Il dibattito politico italiano relativo alla diffusione su larga scala delle Case della Salute (CdS) inizia negli anni 2000, partendo da una visione legata alla necessità di investimenti per migliorare l’efficacia dei trattamenti, in particolare per i pazienti cronici, e per alleviare la congestione dei Pronto Soccorso (PS). Le Regioni hanno avviato programmi su larga scala, ma la diffusione del modello è stata graduale, in ragione delle infrastrutture esistenti e della disponibilità di finanziamenti locali. Più recentemente, il PNRR ha individuato come priorità nazionale lo sviluppo delle CdS, immaginando la loro trasformazione in “Case della Comunità”, come luoghi fisici pubblici in cui prendersi cura non solo della salute, ma anche del benessere globale della comunità locale in una prospettiva OneHealth.
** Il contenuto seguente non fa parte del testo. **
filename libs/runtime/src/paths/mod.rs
pub mod home_dir;

pub use home_dir::{resolve_home_dir, HomeDirError};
Nonostante l’importanza acquisita in molti contesti, l’evidenza empirica dell’impatto di tali iniziative è scarsa e prevalentemente di tipo descrittivo. In uno studio recente, “The impact of Community Health Centers on inappropriate use of emergency services”, pubblicato su Health Economics, Matteo Lippi Bruni, Cristina Ugolini, Rossella Verzulli e Anna Caterina Leucci hanno valutato l’impatto causale della partecipazione dei medici di famiglia (MMG) alle CdS, testando l’ipotesi che i pazienti il cui MMG opera in una CdS conseguano risultati migliori rispetto ai pazienti il cui MMG opera in un assetto organizzativo tradizionale. Lo studio si concentra sui pazienti affetti da diabete mellito di tipo II e misura gli accessi inappropriati in PS per condizioni minori trattabili attraverso le cure primarie. Questi pazienti sono adatti per studiare le conseguenze del nuovo modello di assistenza perché la gestione del paziente diabetico impone uno stretto contatto tra medico di famiglia e cure territoriali, in particolare quelle fornite dagli ambulatori delle cronicità presso le CdS.
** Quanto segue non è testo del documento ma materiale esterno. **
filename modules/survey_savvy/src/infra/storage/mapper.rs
use serde_json::{Map, Value};
use uuid::Uuid;

use crate::contract::model::{Account, Comment, Payment, Report, Survey, Voter};
use crate::infra::storage::entity::{account, comment, payment, report, survey, voter};

/// Convert a database entity to a contract model
pub fn account_to_contract(entity: account::Model) -> Account {
    Account {
        id: entity.id,
        email: entity.email,
        name: entity.name,
        image: entity.image,
        // rows are only written through `Role::as_str`
        role: entity.role.parse().unwrap_or_default(),
        created_at: entity.created_at,
    }
}

pub fn survey_to_contract(
    entity: survey::Model,
    voters: Vec<Voter>,
    comments: Vec<Comment>,
    reports: Vec<Report>,
) -> Survey {
    Survey {
        id: entity.id,
        title: entity.title,
        description: entity.description,
        category: entity.category,
        deadline: entity.deadline,
        creator_name: entity.creator_name,
        creator_email: entity.creator_email,
        status: entity.status,
        feedback: entity.feedback,
        vote_yes: entity.vote_yes,
        vote_no: entity.vote_no,
        likes: entity.likes,
        dislikes: entity.dislikes,
        voters,
        comments,
        reports,
        attributes: into_object(entity.attributes),
        created_at: entity.created_at,
    }
}

pub fn voter_to_contract(entity: voter::Model) -> (Uuid, Voter) {
    (
        entity.survey_id,
        Voter {
            voter_email: entity.voter_email,
            voter_name: entity.voter_name,
            voted: entity.voted,
            date: entity.date,
        },
    )
}

pub fn comment_to_contract(entity: comment::Model) -> (Uuid, Comment) {
    (
        entity.survey_id,
        Comment {
            text: entity.text,
            user_id: entity.user_id,
        },
    )
}

pub fn report_to_contract(entity: report::Model) -> (Uuid, Report) {
    (
        entity.survey_id,
        Report {
            reason: entity.reason,
            reported_by: entity.reported_by,
        },
    )
}

pub fn payment_to_contract(entity: payment::Model) -> Payment {
    Payment {
        id: entity.id,
        email: entity.email,
        price: entity.price,
        transaction_id: entity.transaction_id,
        date: entity.date,
        survey_id: entity.survey_id,
        attributes: into_object(entity.attributes),
        created_at: entity.created_at,
    }
}

fn into_object(value: Value) -> Map<String, Value> {
    match value {
        Value::Object(map) => map,
        _ => Map::new(),
    }
}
L’analisi utilizza dati individuali riferiti alla popolazione diabetica in Emilia-Romagna osservata negli anni 2010-16 e impiega diversi modelli Difference-in-Differences. In ogni anno, i pazienti il cui MMG opera in una CdS sono assegnati al gruppo di trattamento, mentre il gruppo di controllo è costituito dai pazienti registrati presso i medici che lavorano nella modalità tradizionale. L’identificazione dell’effetto è resa difficile dal processo di adesione del MMG alla CdS che avviene su base volontaria. Per far fronte a tale problema, gli autori adottano strategie empiriche disegnate in modo da superare il problema di potenziale endogeneità della scelta di adesione e introducono analisi di robustezza dei risultati che sfruttano l’implementazione differita del programma, anche rispetto all’eterogeneità degli effetti di trattamento.
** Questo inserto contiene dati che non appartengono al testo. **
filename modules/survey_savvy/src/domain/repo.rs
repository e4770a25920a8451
use async_trait::async_trait;
use uuid::Uuid;

use crate::contract::model::{Account, Payment, Role, Survey, SurveyUpdate, UpdateOutcome};

/// Persistence port for accounts.
#[async_trait]
pub trait AccountsRepository: Send + Sync {
    /// Every account, oldest first.
    async fn list_all(&self) -> anyhow::Result<Vec<Account>>;
    async fn find_by_id(&self, id: Uuid) -> anyhow::Result<Option<Account>>;
    async fn find_by_email(&self, email: &str) -> anyhow::Result<Option<Account>>;
    /// Insert a fully-formed account.
    ///
    /// Service computes id/timestamps/validation; repo persists.
    async fn insert(&self, account: Account) -> anyhow::Result<()>;
    /// Overwrite the role. Returns true if a row was updated.
    async fn update_role(&self, id: Uuid, role: Role) -> anyhow::Result<bool>;
    /// Delete by id. Returns true if a row was deleted.
    async fn delete(&self, id: Uuid) -> anyhow::Result<bool>;
}

/// Persistence port for surveys and their appended records.
#[async_trait]
pub trait SurveysRepository: Send + Sync {
    /// Every survey with its voters, comments and reports in append order.
    async fn list_all(&self) -> anyhow::Result<Vec<Survey>>;
    async fn insert(&self, survey: Survey) -> anyhow::Result<()>;
    /// Apply scalar assignments and list appends atomically.
    async fn apply_update(&self, id: Uuid, update: SurveyUpdate) -> anyhow::Result<UpdateOutcome>;
}

/// Persistence port for payment records.
#[async_trait]
pub trait PaymentsRepository: Send + Sync {
    async fn list_all(&self) -> anyhow::Result<Vec<Payment>>;
    async fn insert(&self, payment: Payment) -> anyhow::Result<()>;
}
I risultati suggeriscono che i pazienti il cui MMG opera all’interno della CdS vedono ridurre in modo statisticamente significativo la probabilità di accesso inappropriato al PS rispetto a quelli assististi all’interno di un modello tradizionale di cure primarie, sebbene l’entità dell’effetto sia modesta. Il risultato vale anche dopo aver tenuto conto dell’autoselezione dei MMG nel programma, delle caratteristiche dei pazienti e dei loro dei medici e dell’eterogeneità dell’effetto del trattamento. L’effetto delle CdS sul PS è guidato dalle visite diurne nei giorni feriali, mentre il risultato è non significativo per gli accessi notturni e nei fine-settimana quando le CdS sono chiuse. Ciò rafforza la credibilità dell’esistenza di un legame causale tra l’accessibilità alle CdS e la riduzione dell’utilizzo inappropriato dei servizi di emergenza ospedalieri, nell’arco temporale in cui il servizio territoriale è effettivamente fruibile dai cittadini. Future estensioni potranno includere altre condizioni croniche e, con la disponibilità di dati clinici, si potrà anche esaminare uno spettro più ampio di benefici attesi.